Nel Vecchio continente, però, c'erano state due «guerre civili», divenute due guerre mondiali, un'Europa spaccata a metà dalla «cortina di ferro», un appeal rivoluzionario seppellito nei gulag e a cui la società dei consumi dava il colpo definitivo nel campo della questione sociale. In Italia, nella Germania dell'Ovest, in Francia, ci si industriò a combattere il capitalismo di nome vivendo e godendo però il capitalismo di fatto, un marxismo alla amatriciana, a birra e salsicce, alla bouillabaisse, teorico e non pratico, chiacchiere e distintivi, insomma.

Del resto, la sua scientificità prevedeva il crollo dell'odiato nemico per le contraddizioni insite nel suo stesso sviluppo... Bastava aspettare e, si sa, l'estremismo è la malattia infantile del comunismo e i suoi adepti «compagni che sbagliano» a cui dedicare un affetto partecipe, ma distratto e senza esagerare...

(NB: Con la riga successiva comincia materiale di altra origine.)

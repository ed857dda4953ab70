//! Subgradient descent for unconstrained non-smooth minimization.
//!
//! # Algorithm Overview
//!
//! Given an objective `f` and a subgradient oracle `g`, each iteration
//! performs:
//!
//! 1. Evaluate `g_k = g(x_k)` and test stationarity: `max_j |g_k[j]| < ε_g`.
//! 2. Compute the scheduled step `α_k` and test it against the step floor.
//! 3. Update `x_{k+1} = x_k - α_k g_k`.
//! 4. Evaluate `f(x_{k+1})` and test the objective change against `ε_f`.
//!
//! A plain subgradient step is a descent step only when `g_k` is an actual
//! gradient; for a true subgradient the objective may increase on
//! individual iterations, which is why termination keys on the schedule
//! and the tolerances rather than on monotone decrease.
//!
//! # Examples
//!
//! ```rust
//! use subgradopt::prelude::*;
//! use nalgebra::DVector;
//!
//! let cost_fn = AbsSum;
//! let optimizer = SubgradientDescent::new(
//!     SubgradientConfig::new().with_diminishing_step_size(0.5),
//! );
//! let criterion = StoppingCriterion::new().with_max_iterations(500);
//!
//! let start = DVector::from_vec(vec![2.0, -3.0]);
//! let result = optimizer.optimize(&cost_fn, &start, &criterion).unwrap();
//! assert!(result.value < 0.5);
//! ```

use crate::{
    callback::{CallbackInfo, NoOpCallback, OptimizationCallback},
    cost_function::CostFunction,
    error::{OptimizerError, Result},
    optimizer::{IterationRecord, OptimizationResult, StoppingCriterion, TerminationReason},
    step_size::StepSizeSchedule,
    types::{DVector, Scalar},
};
use num_traits::Float;

/// Configuration for the subgradient descent optimizer.
#[derive(Debug, Clone, Copy, PartialEq)]
#[cfg_attr(feature = "serde", derive(serde::Serialize, serde::Deserialize))]
pub struct SubgradientConfig<T: Scalar> {
    /// Step size schedule
    pub step_size: StepSizeSchedule<T>,

    /// Step floor: a scheduled step below this halts the run
    pub min_step: T,
}

impl<T: Scalar> Default for SubgradientConfig<T> {
    fn default() -> Self {
        Self {
            step_size: StepSizeSchedule::Fixed(T::DEFAULT_STEP_SIZE),
            min_step: T::MIN_STEP_SIZE,
        }
    }
}

impl<T: Scalar> SubgradientConfig<T> {
    /// Creates a new configuration with default parameters.
    pub fn new() -> Self {
        Self::default()
    }

    /// Sets the step size schedule.
    pub fn with_step_size(mut self, schedule: StepSizeSchedule<T>) -> Self {
        self.step_size = schedule;
        self
    }

    /// Sets a fixed step size.
    pub fn with_fixed_step_size(mut self, step_size: T) -> Self {
        self.step_size = StepSizeSchedule::Fixed(step_size);
        self
    }

    /// Sets a diminishing step size schedule with the given base step.
    pub fn with_diminishing_step_size(mut self, initial: T) -> Self {
        self.step_size = StepSizeSchedule::Diminishing { initial };
        self
    }

    /// Sets the step floor.
    pub fn with_min_step(mut self, min_step: T) -> Self {
        self.min_step = min_step;
        self
    }

    /// Checks that the configuration describes a runnable schedule.
    pub fn validate(&self) -> Result<()> {
        let initial = self.step_size.initial();
        if !(initial > T::zero()) {
            return Err(OptimizerError::invalid_configuration(
                "must be positive",
                "initial_step",
                initial.to_string(),
            ));
        }
        if !(self.min_step > T::zero()) {
            return Err(OptimizerError::invalid_configuration(
                "must be positive",
                "min_step",
                self.min_step.to_string(),
            ));
        }
        Ok(())
    }
}

/// Subgradient descent optimizer.
///
/// Minimizes possibly non-smooth (and possibly non-convex) objectives
/// using plain subgradient steps with a fixed or diminishing schedule.
/// The optimizer holds no mutable state across runs: concurrent calls to
/// [`optimize`](Self::optimize) with independent inputs are safe, and two
/// runs with identical inputs and deterministic oracles produce identical
/// trajectories.
///
/// # Examples
///
/// ```rust
/// use subgradopt::prelude::*;
///
/// // Fixed step
/// let optimizer = SubgradientDescent::<f64>::new(
///     SubgradientConfig::new().with_fixed_step_size(0.1),
/// );
///
/// // Diminishing step with a floor
/// let optimizer = SubgradientDescent::<f64>::new(
///     SubgradientConfig::new()
///         .with_diminishing_step_size(0.5)
///         .with_min_step(1e-6),
/// );
/// ```
#[derive(Debug, Clone, Default)]
pub struct SubgradientDescent<T: Scalar> {
    config: SubgradientConfig<T>,
}

impl<T: Scalar> SubgradientDescent<T> {
    /// Creates a new optimizer with the given configuration.
    pub fn new(config: SubgradientConfig<T>) -> Self {
        Self { config }
    }

    /// Returns the optimizer configuration.
    pub fn config(&self) -> &SubgradientConfig<T> {
        &self.config
    }

    /// Returns the optimizer name.
    pub fn name(&self) -> &str {
        "Subgradient Descent"
    }

    /// Minimizes `cost_fn` starting from `initial_point`.
    ///
    /// Runs synchronously to completion on the calling thread and returns
    /// the final iterate together with the per-iteration trace and the
    /// [`TerminationReason`] that fired. The result's
    /// `iterations` field counts applied updates.
    ///
    /// # Errors
    ///
    /// Fails without retrying on an invalid configuration, an empty
    /// starting point, a subgradient of the wrong dimension, or a
    /// non-finite oracle value.
    pub fn optimize<C>(
        &self,
        cost_fn: &C,
        initial_point: &DVector<T>,
        criterion: &StoppingCriterion<T>,
    ) -> Result<OptimizationResult<T>>
    where
        C: CostFunction<T> + ?Sized,
    {
        self.optimize_with_callback(cost_fn, initial_point, criterion, &mut NoOpCallback)
    }

    /// Minimizes `cost_fn`, reporting each completed iteration to `callback`.
    ///
    /// The callback is the injection point for external concerns: progress
    /// printing, logging, timing, or cancellation (returning `false` halts
    /// the run with [`TerminationReason::CallbackRequest`]).
    pub fn optimize_with_callback<C, CB>(
        &self,
        cost_fn: &C,
        initial_point: &DVector<T>,
        criterion: &StoppingCriterion<T>,
        callback: &mut CB,
    ) -> Result<OptimizationResult<T>>
    where
        C: CostFunction<T> + ?Sized,
        CB: OptimizationCallback<T> + ?Sized,
    {
        self.config.validate()?;
        criterion.validate()?;
        if initial_point.is_empty() {
            return Err(OptimizerError::invalid_configuration(
                "must be non-empty",
                "initial_point",
                "[]",
            ));
        }

        let n = initial_point.len();
        let mut x = initial_point.clone();

        let mut prev_value = cost_fn.cost(&x)?;
        if !Float::is_finite(prev_value) {
            return Err(OptimizerError::numerical_instability(
                "objective is not finite at the starting point",
            ));
        }

        let mut function_evaluations = 1_usize;
        let mut gradient_evaluations = 0_usize;
        let mut updates = 0_usize;
        let mut value = prev_value;
        let mut gradient_norm = None;
        let mut trace = Vec::new();

        callback.on_optimization_start()?;

        let mut reason = TerminationReason::IterationLimit;

        for iteration in 0..criterion.max_iterations {
            let g = cost_fn.subgradient(&x)?;
            gradient_evaluations += 1;
            if g.len() != n {
                return Err(OptimizerError::dimension_mismatch(n, g.len()));
            }

            let mut g_inf = T::zero();
            for &gj in g.iter() {
                if !Float::is_finite(gj) {
                    return Err(OptimizerError::numerical_instability(format!(
                        "subgradient component is not finite at iteration {iteration}"
                    )));
                }
                g_inf = Float::max(g_inf, Float::abs(gj));
            }
            gradient_norm = Some(g_inf);

            // Stationarity: every component strictly below the tolerance.
            if g_inf < criterion.gradient_tolerance {
                reason = TerminationReason::Optimal;
                break;
            }

            let step_size = self.config.step_size.get_step_size(iteration);
            if step_size < self.config.min_step {
                // Step collapsed; the pending update is not applied.
                reason = TerminationReason::StepCollapsed;
                break;
            }

            // x <- x - step * g
            x.axpy(-step_size, &g, T::one());
            updates += 1;

            let current_value = cost_fn.cost(&x)?;
            function_evaluations += 1;
            if !Float::is_finite(current_value) {
                return Err(OptimizerError::numerical_instability(format!(
                    "objective is not finite at iteration {iteration}"
                )));
            }
            value = current_value;

            // The terminating iteration's update is kept.
            if Float::abs(current_value - prev_value) < criterion.value_tolerance {
                reason = TerminationReason::ValueConverged;
                break;
            }
            prev_value = current_value;

            let record = IterationRecord {
                iteration,
                value: current_value,
                step_size,
            };
            trace.push(record);
            if !callback.on_iteration_end(&CallbackInfo { record, point: &x })? {
                reason = TerminationReason::CallbackRequest;
                break;
            }
        }

        let mut result = OptimizationResult::new(x, value, updates, reason)
            .with_function_evaluations(function_evaluations)
            .with_gradient_evaluations(gradient_evaluations)
            .with_trace(trace);
        if let Some(norm) = gradient_norm {
            result = result.with_gradient_norm(norm);
        }
        Ok(result)
    }
}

In due saggi mirabili, Sulla rivoluzione e Sulla violenza, Hannah Arendt ha spiegato benissimo come la Rivoluzione francese abbia lasciato in eredità ai secoli successivi l'idea salvifica del primo concetto, la liceità, a esso connessa, del secondo. Trasportato dalla politica alle idee, questo binomio si è imposto nel campo del pensiero, dove la tabula rasa di ciò che c'era prima si accompagnava all'estremismo verbale con cui veniva veicolata.

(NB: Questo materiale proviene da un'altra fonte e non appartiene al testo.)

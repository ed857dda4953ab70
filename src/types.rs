//! Type definitions and aliases for subgradient optimization.
//!
//! This module provides the scalar abstraction shared by every part of
//! the library, together with vector type aliases and the numerical
//! defaults used by configurations.

use nalgebra::{Dyn, OMatrix, OVector, RealField, Scalar as NalgebraScalar};
use num_traits::{Float, FromPrimitive};
use std::fmt::{Debug, Display};

/// Trait for scalar types used in optimization (f32 or f64).
///
/// This trait combines all the necessary numeric traits required by the
/// subgradient method: real arithmetic, transcendental functions, and
/// conversions from literal constants and iteration counts.
pub trait Scalar:
    NalgebraScalar
    + RealField
    + Float
    + FromPrimitive
    + Display
    + Debug
    + Default
    + Copy
    + Send
    + Sync
    + 'static
{
    /// Machine epsilon for this scalar type.
    const EPSILON: Self;

    /// Default tolerance for the value-convergence check.
    const DEFAULT_VALUE_TOLERANCE: Self;

    /// Default tolerance for the subgradient stationarity check.
    const DEFAULT_GRADIENT_TOLERANCE: Self;

    /// Default base step size for schedules.
    const DEFAULT_STEP_SIZE: Self;

    /// Default step floor below which a run halts.
    const MIN_STEP_SIZE: Self;

    /// Convert from f64 (for constants).
    ///
    /// # Panics
    ///
    /// Panics if the conversion fails.
    fn from_f64(v: f64) -> Self {
        <Self as FromPrimitive>::from_f64(v).expect("Failed to convert from f64")
    }

    /// Convert to f64 (for logging/display).
    ///
    /// # Panics
    ///
    /// Panics if the conversion fails.
    fn to_f64(self) -> f64 {
        num_traits::cast(self).expect("Failed to convert to f64")
    }

    /// Convert from usize (for iteration counts).
    ///
    /// # Panics
    ///
    /// Panics if the conversion fails.
    fn from_usize(v: usize) -> Self {
        <Self as FromPrimitive>::from_usize(v).expect("Failed to convert from usize")
    }
}

impl Scalar for f32 {
    const EPSILON: Self = f32::EPSILON;
    const DEFAULT_VALUE_TOLERANCE: Self = 1e-4;
    const DEFAULT_GRADIENT_TOLERANCE: Self = 1e-4;
    const DEFAULT_STEP_SIZE: Self = 1e-2;
    const MIN_STEP_SIZE: Self = 1e-6;
}

impl Scalar for f64 {
    const EPSILON: Self = f64::EPSILON;
    const DEFAULT_VALUE_TOLERANCE: Self = 1e-6;
    const DEFAULT_GRADIENT_TOLERANCE: Self = 1e-6;
    const DEFAULT_STEP_SIZE: Self = 1e-2;
    const MIN_STEP_SIZE: Self = 1e-8;
}

/// Type alias for a dynamically-sized vector.
pub type DVector<T> = OVector<T, Dyn>;

/// Type alias for a dynamically-sized matrix.
pub type DMatrix<T> = OMatrix<T, Dyn, Dyn>;

#[cfg(test)]
mod tests {
    use super::*;
    use approx::assert_relative_eq;

    #[test]
    fn test_scalar_trait_f32() {
        assert_eq!(<f32 as Scalar>::EPSILON, f32::EPSILON);
        assert!(f32::DEFAULT_VALUE_TOLERANCE > 0.0);
        assert!(f32::DEFAULT_GRADIENT_TOLERANCE > 0.0);
        assert!(f32::MIN_STEP_SIZE < f32::DEFAULT_STEP_SIZE);
    }

    #[test]
    fn test_scalar_trait_f64() {
        assert_eq!(<f64 as Scalar>::EPSILON, f64::EPSILON);
        assert!(f64::DEFAULT_VALUE_TOLERANCE > 0.0);
        assert!(f64::DEFAULT_GRADIENT_TOLERANCE > 0.0);
        assert!(f64::MIN_STEP_SIZE < f64::DEFAULT_STEP_SIZE);
    }

    #[test]
    fn test_scalar_conversions() {
        let val_f64 = 3.14159;
        let val_f32 = <f32 as Scalar>::from_f64(val_f64);
        assert_relative_eq!(f64::from(val_f32), val_f64, epsilon = 1e-6);

        let back_f64 = val_f32.to_f64();
        assert_relative_eq!(back_f64, f64::from(val_f32));

        assert_relative_eq!(<f64 as Scalar>::from_usize(42), 42.0);
    }

    #[test]
    fn test_vector_type_aliases() {
        let _dv: DVector<f64> = DVector::zeros(10);
        let _dm: DMatrix<f64> = DMatrix::identity(3, 3);
    }
}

La rivoluzione sessuale ne è il suo logico coronamento, il cavallo di Troia con cui si distruggevano da un lato codificazioni morali e legislative, e dall'altro si dava alla borghesia radicale, quanto conformista sedotta dallo Spirito del Tempo, il contentino-surrogato di una rivoluzione individuale, non essendo possibile quella epocale legata a rapporti di produzione.

Deriva da ciò la permissività più totale e, insieme, più intransigente, il relativismo assoluto dei valori e la teorizzazione del diritto al proprio piacere in quanto tale, il «vietato vietare» di una filosofia da scannatoio.

Curiosamente, ciò che nel passato era stata una certa «virtù» rivoluzionaria, un modello stoico di incorruttibilità sia pubblica sia privata, si trasformavano nel suo esatto opposto, l'edonismo libertino come fine ultimo, la rivincita di de Sade su Saint-Just, degno epitaffio di un'epoca senza più dignità.